Legislature in Florida seems to be devoted to eviscerating ethics laws
Editorial by Lonnie Groot – March 4, 2024
Sunday’s News Journal published renowned columnist Bill Cotterell’s explanation about how the Florida Legislature seems to be devoted to eviscerating Florida’s once revered ethics laws for which I am grateful. In essence, he warned the citizens of Florida of the old bromide that “those who don’t know history are destined to repeat it.”
There once was a golden age in Florida government. It should not be forgotten. During the 1970s, under the leadership of Governor Reubin Askew, Florida shed the era of Florida’s Pork Chop Gang or “good ole boy” system which controlled the Florida Legislature from post-Civil War time through the 1960s.
Askew was elected to serve as Governor in 1970 as part of a remarkable wave of progressive politics and a desire for legislative reform. Askew led a bipartisan group of politicians who pursued and achieved government reform. That reform included the enactment of judicial reform, legislative redistricting addressing constitutional requirements (at the time 1/3 of the State lying north of about Gainesville elected about 2/3 of the State’s legislators), race relations, and approval of the Sunshine Amendment by Florida voters mandating ethical standards in government while declaring that “public office is a public trust”.
In the 1970s, Florida Supreme Court justices were popularly elected. But a number of scandals threatened to topple the Court until public outrage led to profound reforms and fundamental changes in the way supreme justices were seated. Those scandals led to the resignations of two Supreme Court Justices and to the constitutional amendment providing for merit selection and retention of Florida appellate judges. One Justice abruptly retired after being filmed on an expensive junket to Las Vegas, it was disclosed that two other Justices tried to fix cases in lower courts on behalf of campaign supporters and a fourth justice destroyed illegal evidence by shredding his copy of a document and flushing it down a toilet in his Supreme Court chambers.

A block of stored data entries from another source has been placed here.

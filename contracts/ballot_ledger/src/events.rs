//! Structured event publishing for the ballot ledger.
#![allow(deprecated)] // events().publish migration tracked separately

use soroban_sdk::{contracttype, symbol_short, Address, BytesN, Env};

use crate::config::LedgerConfig;

#[contracttype]
#[derive(Clone, Debug, Eq, PartialEq)]
pub struct InitializedEvent {
    pub admin: Address,
    pub config: LedgerConfig,
    pub timestamp: u64,
}

#[contracttype]
#[derive(Clone, Debug, Eq, PartialEq)]
pub struct VoterRegisteredEvent {
    pub voter_id: BytesN<32>,
    pub timestamp: u64,
}

/// Published once per accepted vote, for off-chain aggregation.
///
/// Also returned to the caller of `cast_vote` as its receipt.
#[contracttype]
#[derive(Clone, Debug, Eq, PartialEq)]
pub struct VoteCastEvent {
    pub voter_id: BytesN<32>,
    pub candidate_id: BytesN<32>,
    pub submitter: Address,
    pub timestamp: u64,
}

#[contracttype]
#[derive(Clone, Debug, Eq, PartialEq)]
pub struct BallotClosedEvent {
    pub admin: Address,
    pub total_votes: u64,
    pub timestamp: u64,
}

pub fn publish_initialized(env: &Env, admin: &Address, config: &LedgerConfig) {
    env.events().publish(
        (symbol_short!("INIT"), admin.clone()),
        InitializedEvent {
            admin: admin.clone(),
            config: config.clone(),
            timestamp: env.ledger().timestamp(),
        },
    );
}

pub fn publish_voter_registered(env: &Env, voter_id: &BytesN<32>) {
    env.events().publish(
        (symbol_short!("VOTER_REG"), voter_id.clone()),
        VoterRegisteredEvent {
            voter_id: voter_id.clone(),
            timestamp: env.ledger().timestamp(),
        },
    );
}

pub fn publish_vote_cast(
    env: &Env,
    voter_id: &BytesN<32>,
    candidate_id: &BytesN<32>,
    submitter: &Address,
) -> VoteCastEvent {
    let event = VoteCastEvent {
        voter_id: voter_id.clone(),
        candidate_id: candidate_id.clone(),
        submitter: submitter.clone(),
        timestamp: env.ledger().timestamp(),
    };
    env.events()
        .publish((symbol_short!("VOTE_CST"), voter_id.clone()), event.clone());
    event
}

pub fn publish_ballot_closed(env: &Env, admin: &Address, total_votes: u64) {
    env.events().publish(
        (symbol_short!("CLOSED"),),
        BallotClosedEvent {
            admin: admin.clone(),
            total_votes,
            timestamp: env.ledger().timestamp(),
        },
    );
}
use soroban_sdk::{Env, IntoVal, Val};

/// Ledger count below which a persistent entry is bumped (~30 days @ ~5s/ledger).
pub const PERSISTENT_TTL_THRESHOLD: u32 = 518_400;
/// Ledger count a bumped persistent entry is extended to (~60 days).
pub const PERSISTENT_TTL_EXTEND_TO: u32 = 1_036_800;

/// Instance storage lives for the life of the deployment, so it is kept well
/// ahead of the persistent entries (~300 / ~600 days).
pub const INSTANCE_TTL_THRESHOLD: u32 = 5_184_000;
pub const INSTANCE_TTL_EXTEND_TO: u32 = 10_368_000;

/// Extends the TTL of a persistent entry that the caller just wrote or read.
pub fn extend_persistent<K>(env: &Env, key: &K)
where
    K: IntoVal<Env, Val>,
{
    env.storage()
        .persistent()
        .extend_ttl(key, PERSISTENT_TTL_THRESHOLD, PERSISTENT_TTL_EXTEND_TO);
}

/// Extends the TTL of the contract instance (admin, config, counters).
pub fn extend_instance(env: &Env) {
    env.storage()
        .instance()
        .extend_ttl(INSTANCE_TTL_THRESHOLD, INSTANCE_TTL_EXTEND_TO);
}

Outside of the judicial branch, cabinet officials were indicted and embroiled in ethical issues and State legislative and local officials operated in the dark with their finances and activities hidden from the public.
Lessons from the past may not always ward off doom, but they can provide insights into the present and even into the future. A clarion call has been sounded to all Floridians to demand ethical government and strong ethics laws.
Do we want government in the sunshine or will be accept darkness in the halls of government with ethics merely being a thing to be scoffed at by those in power?
Lonnie Groot is a Daytona Beach Shores attorney who has represented municipal governments throughout Central Florida. He suggests that interested citizens read Martin Dyckman’s books Reuben O’D. Askew – The Golden Age Of Florida Politics and A Most Dishonorable Court. Dyckman covered local, state and national government and politics and wrote editorials during an almost half-century career with the former St. Petersburg Times and for about a decade he was chief of the newspaper’s Tallahassee bureau.